Виктор Павлович не предавался мыслям о своем еврействе, он думал исключительно о физике. И всех людей, которые работали с ним, он рассматривал с точки зрения их причастности или их отношения к физике. Даже физические формулы он рассматривал как нечто самодовлеющее, и в сознании его не формулы были отражением мира, а, напротив, мир был отражением формул. В этой философской его концепции был, с точки зрения власть имущих, то есть с точки зрения партбюро, отдела кадров и руководства института, скрыт в высшей степени серьезный порок, определявший путь к крамоле — к отступлению от тезисов диамата, согласно которому материя первична, а сознание вторично.
Разумеется, такое отступничество возможно со стороны любого человека, но уж если отступником является еврей, то причиной его отступничества может быть только его еврейство.
Когда же обнаружилась эта философская, эта мировоззренческая ненадежность Виктора Штрума, блестящего физика и талантливого руководителя? В 49-м году, когда началась знаменитая кампания по борьбе с безродными космополитами? Или тогда началась, когда в 53-м году, по личному указанию товарища Сталина, взялись травить врачей-евреев?
Нет, говорит Гроссман, началось это за десять лет до дела врачей — началось это в 43-м году, когда после Сталинградской победы наметился решительный перелом в ходе войны, хотя до конца ее оставалось еще более половины пути.

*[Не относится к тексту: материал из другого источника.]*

//! # FAR Part 103 Compliance
//!
//! Compares a [`PerformanceReport`] against the [`Regulations`] limits and
//! adds a few design advisories (drag build-up, pitch stability, handling).
//!
//! Total over every archetype: a metric the report does not carry simply
//! produces no finding, and a metric reported as "not applicable" produces a
//! check with status [`CheckStatus::NotApplicable`].
//!
//! ## Example
//!
//! ```rust
//! use alula_core::compliance::{evaluate, CheckStatus, Rule};
//! use alula_core::config::VehicleType;
//! use alula_core::regulations::Regulations;
//! use alula_core::report::{Metric, PerformanceReport};
//!
//! let mut report = PerformanceReport::new(VehicleType::FixedWing);
//! report.set(Metric::EmptyWeight, 300.0);
//! report.set(Metric::StallSpeed, 22.0);
//!
//! let findings = evaluate(&report, &Regulations::default());
//! assert_eq!(findings.check(Rule::EmptyWeight).unwrap().status, CheckStatus::ExceedsLimit);
//! assert_eq!(findings.check(Rule::StallSpeed).unwrap().status, CheckStatus::WithinLimit);
//! assert!(findings.check(Rule::MaxLevelSpeed).is_none());
//! assert!(!findings.is_compliant());
//! ```

use std::fmt;

use serde::{Deserialize, Serialize};

use crate::regulations::Regulations;
use crate::report::{Metric, MetricValue, PerformanceReport};

/// Ideal static margin band (% MAC)
pub const STATIC_MARGIN_RANGE: (f64, f64) = (5.0, 15.0);

/// Loading below this is sensitive to turbulence (lb/ft²)
pub const LOW_LOADING_PSF: f64 = 2.5;

/// Loading above this means higher landing speeds (lb/ft²)
pub const HIGH_LOADING_PSF: f64 = 5.0;

/// A Part 103 rule the evaluator checks.
#[derive(Debug, Clone, Copy, PartialEq, Eq, Hash, Serialize, Deserialize)]
pub enum Rule {
    EmptyWeight,
    FuelCapacity,
    StallSpeed,
    MaxLevelSpeed,
}

impl Rule {
    pub fn display_name(&self) -> &'static str {
        match self {
            Rule::EmptyWeight => "Empty Weight",
            Rule::FuelCapacity => "Fuel Capacity",
            Rule::StallSpeed => "Stall Speed",
            Rule::MaxLevelSpeed => "Max Level Speed",
        }
    }
}

impl fmt::Display for Rule {
    fn fmt(&self, f: &mut fmt::Formatter<'_>) -> fmt::Result {
        write!(f, "{}", self.display_name())
    }
}

#[derive(Debug, Clone, Copy, PartialEq, Eq, Serialize, Deserialize)]
pub enum CheckStatus {
    WithinLimit,
    ExceedsLimit,
    NotApplicable,
}

impl CheckStatus {
    fn compare(value: f64, limit: f64) -> Self {
        if value <= limit {
            CheckStatus::WithinLimit
        } else {
            CheckStatus::ExceedsLimit
        }
    }
}

/// Outcome of one rule.
#[derive(Debug, Clone, PartialEq, Serialize, Deserialize)]
pub struct ComplianceCheck {
    pub rule: Rule,
    /// Metric the value was read from
    pub metric: Metric,
    pub status: CheckStatus,
    /// `None` when not applicable
    pub value: Option<f64>,
    pub limit: f64,
}

impl ComplianceCheck {
    fn from_value(rule: Rule, metric: Metric, value: MetricValue, limit: f64) -> Self {
        let (status, value) = match value.as_number() {
            Some(v) => (CheckStatus::compare(v, limit), Some(v)),
            None => (CheckStatus::NotApplicable, None),
        };
        ComplianceCheck {
            rule,
            metric,
            status,
            value,
            limit,
        }
    }

    /// One-line summary, e.g. `Stall Speed: 18.3 knots (limit 24 knots) - OK`
    pub fn describe(&self) -> String {
        let unit = self.metric.unit();
        match (self.status, self.value) {
            (CheckStatus::NotApplicable, _) | (_, None) => format!("{}: not applicable", self.rule),
            (status, Some(v)) => format!(
                "{}: {:.1} {} (limit {} {}) - {}",
                self.rule,
                v,
                unit,
                self.limit,
                unit,
                if status == CheckStatus::WithinLimit { "OK" } else { "EXCEEDS" }
            ),
        }
    }
}

#[derive(Debug, Clone, Copy, PartialEq, Eq, Serialize, Deserialize)]
pub enum AdvisoryKind {
    Aerodynamics,
    Stability,
    Handling,
}

#[derive(Debug, Clone, Copy, PartialEq, Eq, Serialize, Deserialize)]
pub enum Severity {
    Info,
    Good,
    Poor,
}

/// Free-text design feedback.
#[derive(Debug, Clone, PartialEq, Serialize, Deserialize)]
pub struct Advisory {
    pub kind: AdvisoryKind,
    pub severity: Severity,
    pub message: String,
}

/// All findings for one report.
#[derive(Debug, Clone, Default, PartialEq, Serialize, Deserialize)]
pub struct ComplianceReport {
    pub checks: Vec<ComplianceCheck>,
    pub advisories: Vec<Advisory>,
}

impl ComplianceReport {
    pub fn check(&self, rule: Rule) -> Option<&ComplianceCheck> {
        self.checks.iter().find(|c| c.rule == rule)
    }

    /// No check exceeds its limit
    pub fn is_compliant(&self) -> bool {
        self.checks.iter().all(|c| c.status != CheckStatus::ExceedsLimit)
    }

    pub fn violations(&self) -> impl Iterator<Item = &ComplianceCheck> {
        self.checks.iter().filter(|c| c.status == CheckStatus::ExceedsLimit)
    }
}

/// Evaluate a report against the Part 103 limits.
pub fn evaluate(report: &PerformanceReport, regs: &Regulations) -> ComplianceReport {
    let mut findings = ComplianceReport::default();

    if let Some(empty) = report.get(Metric::EmptyWeight) {
        let limit = regs.empty_weight_limit_lb(report.vehicle_type.is_powered());
        findings
            .checks
            .push(ComplianceCheck::from_value(Rule::EmptyWeight, Metric::EmptyWeight, empty, limit));
    }

    if let Some(fuel) = report.get(Metric::FuelWeight) {
        findings.checks.push(ComplianceCheck::from_value(
            Rule::FuelCapacity,
            Metric::FuelWeight,
            fuel,
            regs.max_fuel_weight_lb(),
        ));
    }

    // Rotorcraft report a minimum forward speed instead of a stall speed
    let stall = [Metric::StallSpeed, Metric::MinFwdSpeed]
        .into_iter()
        .find_map(|m| report.get(m).map(|v| (m, v)));
    if let Some((metric, value)) = stall {
        findings.checks.push(ComplianceCheck::from_value(
            Rule::StallSpeed,
            metric,
            value,
            regs.max_stall_speed_kn,
        ));
    }

    if let Some(vh) = report.get(Metric::Vh) {
        findings.checks.push(ComplianceCheck::from_value(
            Rule::MaxLevelSpeed,
            Metric::Vh,
            vh,
            regs.max_level_speed_kn,
        ));
    }

    findings.advisories = advisories(report);
    findings
}

fn advisories(report: &PerformanceReport) -> Vec<Advisory> {
    let mut advisories = Vec::new();

    if let Some(total) = report.number(Metric::TotalCd0).filter(|t| *t != 0.0) {
        let base = report.number(Metric::BaseCd0).unwrap_or(0.0);
        let cockpit = report.number(Metric::CockpitDrag).unwrap_or(0.0);
        let tail = report.number(Metric::TailDrag).unwrap_or(0.0);
        advisories.push(Advisory {
            kind: AdvisoryKind::Aerodynamics,
            severity: Severity::Info,
            message: format!(
                "Base Cd0 ({:.3}) + Cockpit ({:.4}) + Tail ({:.4}) = Total Cd0 ({:.3}).",
                base, cockpit, tail, total
            ),
        });
    }

    if let Some(sm) = report.number(Metric::StaticMargin) {
        let (low, high) = STATIC_MARGIN_RANGE;
        advisories.push(if (low..=high).contains(&sm) {
            Advisory {
                kind: AdvisoryKind::Stability,
                severity: Severity::Good,
                message: "Good. Static margin is in the ideal 5-15% range.".to_string(),
            }
        } else {
            Advisory {
                kind: AdvisoryKind::Stability,
                severity: Severity::Poor,
                message: "Poor. Static margin is outside the ideal range. Check CG and Neutral Point.".to_string(),
            }
        });
    }

    let loading = [Metric::WingLoading, Metric::DiscLoading]
        .into_iter()
        .filter_map(|m| report.number(m))
        .find(|l| *l > 0.0);
    if let Some(loading) = loading {
        let message = if loading < LOW_LOADING_PSF {
            Some("Very low loading suggests high sensitivity to turbulence.")
        } else if loading > HIGH_LOADING_PSF {
            Some("High loading suggests higher landing speeds.")
        } else {
            None
        };
        if let Some(message) = message {
            advisories.push(Advisory {
                kind: AdvisoryKind::Handling,
                severity: Severity::Info,
                message: message.to_string(),
            });
        }
    }

    advisories
}

#[cfg(test)]
mod tests {
    use super::*;
    use crate::config::VehicleType;

    fn regs() -> Regulations {
        Regulations::default()
    }

    #[test]
    fn test_empty_report_has_no_findings() {
        let findings = evaluate(&PerformanceReport::new(VehicleType::Helicopter), &regs());
        assert!(findings.checks.is_empty());
        assert!(findings.advisories.is_empty());
        assert!(findings.is_compliant());
    }

    #[test]
    fn test_unpowered_weight_limit() {
        let mut report = PerformanceReport::new(VehicleType::Glider);
        report.set(Metric::EmptyWeight, 160.0);
        let check = evaluate(&report, &regs()).check(Rule::EmptyWeight).cloned().unwrap();
        assert_eq!(check.limit, 155.0);
        assert_eq!(check.status, CheckStatus::ExceedsLimit);
    }

    #[test]
    fn test_limit_is_inclusive() {
        let mut report = PerformanceReport::new(VehicleType::FixedWing);
        report.set(Metric::Vh, 55.0);
        report.set(Metric::FuelWeight, 30.0);
        let findings = evaluate(&report, &regs());
        assert_eq!(findings.check(Rule::MaxLevelSpeed).unwrap().status, CheckStatus::WithinLimit);
        assert_eq!(findings.check(Rule::FuelCapacity).unwrap().status, CheckStatus::WithinLimit);
    }

    #[test]
    fn test_not_applicable_stall() {
        let mut report = PerformanceReport::new(VehicleType::LighterThanAir);
        report.set_not_applicable(Metric::StallSpeed);
        let check = evaluate(&report, &regs()).check(Rule::StallSpeed).cloned().unwrap();
        assert_eq!(check.status, CheckStatus::NotApplicable);
        assert_eq!(check.value, None);
        assert_eq!(check.describe(), "Stall Speed: not applicable");
    }

    #[test]
    fn test_rotorcraft_uses_min_forward_speed() {
        let mut report = PerformanceReport::new(VehicleType::Gyrocopter);
        report.set(Metric::MinFwdSpeed, 15.0);
        let check = evaluate(&report, &regs()).check(Rule::StallSpeed).cloned().unwrap();
        assert_eq!(check.metric, Metric::MinFwdSpeed);
        assert_eq!(check.status, CheckStatus::WithinLimit);
    }

    #[test]
    fn test_stability_banding() {
        let mut report = PerformanceReport::new(VehicleType::FixedWing);
        report.set(Metric::StaticMargin, 10.0);
        let good = evaluate(&report, &regs());
        assert_eq!(good.advisories[0].severity, Severity::Good);

        report.set(Metric::StaticMargin, 0.33);
        let poor = evaluate(&report, &regs());
        assert_eq!(poor.advisories[0].severity, Severity::Poor);

        report.set_not_applicable(Metric::StaticMargin);
        assert!(evaluate(&report, &regs()).advisories.is_empty());
    }

    #[test]
    fn test_handling_banding() {
        let mut report = PerformanceReport::new(VehicleType::Paraglider);
        report.set(Metric::WingLoading, 0.86);
        let advisories = evaluate(&report, &regs()).advisories;
        assert_eq!(advisories.len(), 1);
        assert_eq!(advisories[0].kind, AdvisoryKind::Handling);
        assert!(advisories[0].message.contains("turbulence"));

        report.set(Metric::WingLoading, 3.0);
        assert!(evaluate(&report, &regs()).advisories.is_empty());

        report.set(Metric::WingLoading, 0.0);
        assert!(evaluate(&report, &regs()).advisories.is_empty());
    }

    #[test]
    fn test_aerodynamics_summary() {
        let mut report = PerformanceReport::new(VehicleType::FixedWing);
        report.set(Metric::TotalCd0, 0.0415);
        report.set(Metric::BaseCd0, 0.025);
        report.set(Metric::CockpitDrag, 0.015);
        report.set(Metric::TailDrag, 0.0015);
        let advisories = evaluate(&report, &regs()).advisories;
        assert_eq!(
            advisories[0].message,
            "Base Cd0 (0.025) + Cockpit (0.0150) + Tail (0.0015) = Total Cd0 (0.042)."
        );
    }

    #[test]
    fn test_describe_check() {
        let mut report = PerformanceReport::new(VehicleType::FixedWing);
        report.set(Metric::EmptyWeight, 300.0);
        let findings = evaluate(&report, &regs());
        assert_eq!(
            findings.check(Rule::EmptyWeight).unwrap().describe(),
            "Empty Weight: 300.0 lbs (limit 254 lbs) - EXCEEDS"
        );
        assert_eq!(findings.violations().count(), 1);
    }
}
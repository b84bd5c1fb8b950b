//! # Paraglider Performance
//!
//! Paragliders have no user-entered airfoil data. The EN safety class selects
//! a representative polar instead, and the flat aspect ratio is used directly.
//! There is no fixed CG datum, so static margin and %MAC are not applicable.

use serde::{Deserialize, Serialize};

use super::fixed_wing::{induced_drag_factor, stall_speed_fps, GlidePolar};
use crate::config::{GliderClass, VehicleConfiguration};
use crate::regulations::Regulations;
use crate::report::{Metric, PerformanceReport};
use crate::units::{fps_to_fpm, fps_to_knots};
use crate::weight_balance::Loading;

/// Representative aerodynamic coefficients for an EN class.
#[derive(Debug, Clone, Copy, PartialEq, Serialize, Deserialize)]
pub struct ClassPolar {
    pub cl_trim: f64,
    pub cl_max: f64,
    pub cd0: f64,
    pub oswald: f64,
}

impl GliderClass {
    /// Lookup table; higher classes trade lift margin for lower drag
    pub fn polar(&self) -> ClassPolar {
        let (cl_trim, cl_max, cd0, oswald) = match self {
            GliderClass::EnA => (1.2, 2.2, 0.08, 0.4),
            GliderClass::EnB => (1.1, 2.0, 0.06, 0.5),
            GliderClass::EnC => (1.0, 1.8, 0.04, 0.6),
            GliderClass::EnD => (0.9, 1.7, 0.03, 0.7),
        };
        ClassPolar {
            cl_trim,
            cl_max,
            cd0,
            oswald,
        }
    }
}

/// Canopy geometry and class
#[derive(Debug, Clone, PartialEq, Serialize, Deserialize)]
pub struct Paraglider {
    pub wing_area_sqft: f64,
    pub aspect_ratio: f64,
    /// `None` when the class name was not recognised
    pub glider_class: Option<GliderClass>,
}

impl Paraglider {
    pub fn from_config(config: &VehicleConfiguration) -> Self {
        Paraglider {
            wing_area_sqft: config.wing_area_sqft,
            aspect_ratio: config.aspect_ratio,
            glider_class: config.glider_class,
        }
    }

    pub fn add_metrics(&self, loading: &Loading, regs: &Regulations, report: &mut PerformanceReport) {
        const CLASS_METRICS: [Metric; 6] = [
            Metric::LdMax,
            Metric::MinSinkRate,
            Metric::TrimSpeed,
            Metric::StallSpeed,
            Metric::WingLoading,
            Metric::Vh,
        ];

        report.set_not_applicable(Metric::StaticMargin);
        report.set_not_applicable(Metric::CgMacPercent);

        let polar = match self.glider_class {
            Some(class) => class.polar(),
            None => {
                for metric in CLASS_METRICS {
                    report.set_not_applicable(metric);
                }
                return;
            }
        };

        let weight = loading.gross_weight_lb;
        let rho = regs.air_density_slug;
        let stall_fps = stall_speed_fps(weight, rho, self.wing_area_sqft, polar.cl_max);
        let trim_fps = stall_speed_fps(weight, rho, self.wing_area_sqft, polar.cl_trim);
        let k = induced_drag_factor(self.aspect_ratio, polar.oswald);
        let glide = GlidePolar::new(weight, rho, self.wing_area_sqft, polar.cd0, k);

        report.set(Metric::LdMax, glide.ld_max);
        report.set(Metric::MinSinkRate, fps_to_fpm(glide.min_sink_fps));
        report.set(Metric::TrimSpeed, fps_to_knots(trim_fps));
        report.set(Metric::StallSpeed, fps_to_knots(stall_fps));
        report.set(
            Metric::WingLoading,
            if self.wing_area_sqft > 0.0 { weight / self.wing_area_sqft } else { 0.0 },
        );
        // Accelerated (speed bar) top speed
        report.set(Metric::Vh, fps_to_knots(trim_fps * 1.4));
    }
}
//! # Rotorcraft Performance
//!
//! Shared rotor geometry for gyrocopters and helicopters, plus the two
//! different ways they balance forces in forward flight.
//!
//! ## Assumptions
//!
//! - Fuselage drag area = (Cd0 + cockpit increment) × 15 ft² reference
//! - Blade profile power `(σ/8)·ρ·A·V_tip³·Cd_blade`
//! - Helicopter: momentum-theory induced power in hover and forward flight
//! - Gyrocopter: thrust balance against fuselage plus 5% of disc area as rotor
//!   drag; autorotating rotors give no vertical climb
//! - Minimum forward speed is a fixed 15 knots for both

use std::f64::consts::PI;

use serde::{Deserialize, Serialize};

use super::fixed_wing::Powerplant;
use super::solver::max_level_speed;
use crate::config::VehicleConfiguration;
use crate::regulations::Regulations;
use crate::report::{Metric, PerformanceReport};
use crate::units::{fps_to_fpm, fps_to_knots, FeetPerSecond, Knots};
use crate::weight_balance::Loading;

/// Reference area the fuselage drag coefficient is applied to (ft²)
pub const FUSELAGE_REFERENCE_AREA_SQFT: f64 = 15.0;

/// Rotor drag area as a fraction of disc area (gyrocopter)
pub const ROTOR_DRAG_AREA_FRACTION: f64 = 0.05;

/// Reported minimum forward speed (knots)
pub const MIN_FORWARD_SPEED_KN: f64 = 15.0;

/// Upper bound (exclusive) of the forward-speed scan (ft/s)
const SCAN_LIMIT_FPS: i64 = 250;

/// Rotor, fuselage and engine of a gyrocopter or helicopter.
#[derive(Debug, Clone, PartialEq, Serialize, Deserialize)]
pub struct Rotorcraft {
    pub rotor_diameter_ft: f64,
    pub blade_chord_ft: f64,
    pub num_blades: f64,
    pub rotor_rpm: f64,
    pub blade_cd: f64,
    /// Cd0 plus the cockpit increment
    pub fuselage_cd0: f64,
    pub powerplant: Powerplant,
}

impl Rotorcraft {
    pub fn from_config(config: &VehicleConfiguration) -> Self {
        let cockpit = config.cockpit_style.map_or(0.0, |c| c.drag_increment());
        Rotorcraft {
            rotor_diameter_ft: config.rotor_diameter_ft,
            blade_chord_ft: config.rotor_blade_chord_ft,
            num_blades: config.num_blades,
            rotor_rpm: config.rotor_rpm,
            blade_cd: config.rotor_blade_cd,
            fuselage_cd0: config.cd0 + cockpit,
            powerplant: Powerplant::from_config(config),
        }
    }

    /// Disc area `π(D/2)²` (ft²)
    pub fn disc_area_sqft(&self) -> f64 {
        PI * (self.rotor_diameter_ft / 2.0).powi(2)
    }

    /// Blade area over disc area, zero without a diameter
    pub fn solidity(&self) -> f64 {
        if self.rotor_diameter_ft > 0.0 {
            self.num_blades * self.blade_chord_ft / (PI * self.rotor_diameter_ft)
        } else {
            0.0
        }
    }

    /// Blade tip speed (ft/s)
    pub fn tip_speed_fps(&self) -> f64 {
        self.rotor_rpm * 2.0 * PI / 60.0 * (self.rotor_diameter_ft / 2.0)
    }

    /// Profile power of the blades (ft·lb/s)
    pub fn profile_power(&self, rho: f64) -> f64 {
        self.solidity() / 8.0 * rho * self.disc_area_sqft() * self.tip_speed_fps().powi(3) * self.blade_cd
    }

    pub fn fuselage_drag_area(&self) -> f64 {
        self.fuselage_cd0 * FUSELAGE_REFERENCE_AREA_SQFT
    }

    /// Ideal hover induced power `W^1.5 / sqrt(2ρA)`; infinite without a disc.
    pub fn hover_induced_power(&self, weight_lb: f64, rho: f64) -> f64 {
        let denom = (2.0 * rho * self.disc_area_sqft()).sqrt();
        if denom > 0.0 && weight_lb >= 0.0 {
            weight_lb.powf(1.5) / denom
        } else {
            f64::INFINITY
        }
    }

    /// Forward-flight induced power `W² / (2ρAv)`; infinite without a disc.
    pub fn forward_induced_power(&self, weight_lb: f64, rho: f64, v_fps: f64) -> f64 {
        let denom = 2.0 * rho * self.disc_area_sqft() * v_fps;
        if denom > 0.0 {
            weight_lb.powi(2) / denom
        } else {
            f64::INFINITY
        }
    }

    /// Hover climb rate (ft/min), unclamped. Zero when hover power is undefined.
    pub fn helicopter_hover_roc(&self, weight_lb: f64, rho: f64) -> f64 {
        let required = self.hover_induced_power(weight_lb, rho) + self.profile_power(rho);
        if weight_lb > 0.0 && required.is_finite() {
            fps_to_fpm((self.powerplant.available_power() - required) / weight_lb)
        } else {
            0.0
        }
    }

    /// Max level speed of a helicopter (ft/s): power balance.
    pub fn helicopter_vh(&self, weight_lb: f64, rho: f64) -> f64 {
        let profile = self.profile_power(rho);
        let drag_area = self.fuselage_drag_area();
        let available = self.powerplant.available_power();
        max_level_speed(
            1,
            SCAN_LIMIT_FPS,
            |v| 0.5 * rho * v.powi(3) * drag_area + profile + self.forward_induced_power(weight_lb, rho, v),
            |_| available,
        )
    }

    /// Max level speed of a gyrocopter (ft/s): thrust balance.
    pub fn gyrocopter_vh(&self, rho: f64) -> f64 {
        let drag_area = self.fuselage_drag_area() + self.disc_area_sqft() * ROTOR_DRAG_AREA_FRACTION;
        let available = self.powerplant.available_power();
        max_level_speed(1, SCAN_LIMIT_FPS, |v| 0.5 * rho * v.powi(2) * drag_area, |v| available / v)
    }

    /// Add rotorcraft metrics to the report.
    pub fn add_metrics(&self, helicopter: bool, loading: &Loading, regs: &Regulations, report: &mut PerformanceReport) {
        let weight = loading.gross_weight_lb;
        let rho = regs.air_density_slug;
        let area = self.disc_area_sqft();

        let (vh_fps, roc_fpm) = if helicopter {
            (self.helicopter_vh(weight, rho), self.helicopter_hover_roc(weight, rho))
        } else {
            (self.gyrocopter_vh(rho), 0.0)
        };
        let min_speed_fps = FeetPerSecond::from(Knots(MIN_FORWARD_SPEED_KN));

        report.set(Metric::DiscLoading, if area > 0.0 { weight / area } else { 0.0 });
        report.set(
            Metric::PowerLoading,
            if self.powerplant.engine_hp > 0.0 { weight / self.powerplant.engine_hp } else { 0.0 },
        );
        report.set(Metric::TipSpeed, self.tip_speed_fps());
        report.set(Metric::MinFwdSpeed, fps_to_knots(min_speed_fps.value()));
        report.set(Metric::Vh, fps_to_knots(vh_fps));
        report.set(Metric::Roc, roc_fpm.max(0.0));
        report.set_not_applicable(Metric::StaticMargin);
        report.set_not_applicable(Metric::CgMacPercent);
    }
}
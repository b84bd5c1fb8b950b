//! Leveled stderr logger. Stdout is reserved for reports and JSON.

use std::sync::atomic::{AtomicBool, Ordering};

static VERBOSE: AtomicBool = AtomicBool::new(false);

/// Turn `debug!` output on or off
pub fn set_verbose(enabled: bool) {
    VERBOSE.store(enabled, Ordering::Relaxed);
}

pub fn debug_enabled() -> bool {
    VERBOSE.load(Ordering::Relaxed) || std::env::var("ALULA_LOG_DEBUG").is_ok()
}

macro_rules! info {
    ($($arg:tt)*) => {
        eprintln!("\x1b[32m[INFO] [{}]\x1b[0m {}", chrono::Utc::now().format("%H:%M:%S"), format!($($arg)*))
    };
}

macro_rules! warn {
    ($($arg:tt)*) => {
        eprintln!("\x1b[35m[WARN] [{}]\x1b[0m {}", chrono::Utc::now().format("%H:%M:%S"), format!($($arg)*))
    };
}

macro_rules! error {
    ($($arg:tt)*) => {
        eprintln!("\x1b[31m[ERROR][{}]\x1b[0m {}", chrono::Utc::now().format("%H:%M:%S"), format!($($arg)*))
    };
}

macro_rules! debug {
    ($($arg:tt)*) => {
        if $crate::logger::debug_enabled() {
            eprintln!("\x1b[36m[DEBUG][{}]\x1b[0m {}", chrono::Utc::now().format("%H:%M:%S"), format!($($arg)*))
        }
    };
}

И Василий Гроссман, который после войны был уже совсем не тот Гроссман, автор «Степана Кольчугина», каким он был до войны, вкладывает в уста физика Виктора Штрума, когда пришло время — уже в который раз! — опять заполнять анкету, удивительные, для советского ученого, слова: «Мне кажется моральным, справедливым социальный признак. Но немцам, бесспорно, моральным кажется национальный признак. А мне ясно: ужасно убивать евреев за то, что они евреи. Ведь они люди, каждый из них человек — хороший, злой, талантливый, глупый, тупой… А Гитлер говорит: все равно важно одно — еврей. И я всем существом протестую! Но ведь у нас такой же принцип — важно, что дворянин, важно, что из кулаков, из купцов… Что же, у них дворянство в крови, как еврейство?..»
В пятой графе анкеты, о которой не надо объяснять, что это за графа, Штрум решительно написал: «еврей». Напоминаем, дело происходило в 43-м году, в самый разгар войны, и Василий Гроссман говорит за своего героя те слова, которые тому тогда еще не приходили в голову. Это не значит, конечно, что эти слова, эти мысли не приходили тогда в голову евреям вообще.
Но благополучным евреям, обласканным властями, хотя уже и предлагали им заполнять особые анкеты, которые, по заключению самого Виктора Павловича Штрума, являлись для партии неким общестатистическим мерилом, эти мысли еще не приходили в голову: «Он не знал, что год от года будут сгущаться вокруг этого пятого пункта мрачные страсти, что страх, злоба, отчаяние, безысходность, кровь будут перебираться, перекочевывать в него из соседнего шестого пункта „социальное происхождение“, что через несколько лет многие люди станут заполнять пятый пункт с чувством рока, с которым в прошлые десятилетия отвечали на соседний шестой вопрос дети казачьих офицеров, дворян и фабрикантов, сыновья священников».
Из категории национальной еврейство было переведено, волей партии, в категорию социальную, категорию, враждебную государству, по прежней терминологии, потенциальную контрреволюцию, по терминологии последующих лет, антисоветскую.
Несмотря на свою блестящую эрудицию, несмотря на отточенный в постоянных занятиях наукой ум, еврей Штрум не додумался до того, что с годами шестой пункт — «социальное происхождение» — утратит в СССР не только свою остроту, свою актуальность, но и вообще свой политический смысл. А пятая графа, напротив, с годами не только обретет свое зловещее содержание, не только будет сохранять его в ближайшие десятилетия, но и вообще утвердится в будущем на необозримые времена, для многих поколений измеряемые всей их жизнью, ибо, от каких бы евреев ни происходил человек — от тех ли, что занимаются медициной, от тех ли, что инженеры, адвокаты, токари, писатели, артисты, — он остается навсегда евреем. Без прав на свою культуру, на свой язык, на свою национальную жизнь. С одним лишь бесспорным правом: навсегда числиться в списках пятой колонны, хранившихся в сейфах партии и КГБ.
Писатель Василий Гроссман, бердичевский еврей Иосиф Соломонович Гроссман, с этой мыслью в 1964 году ушел из жизни.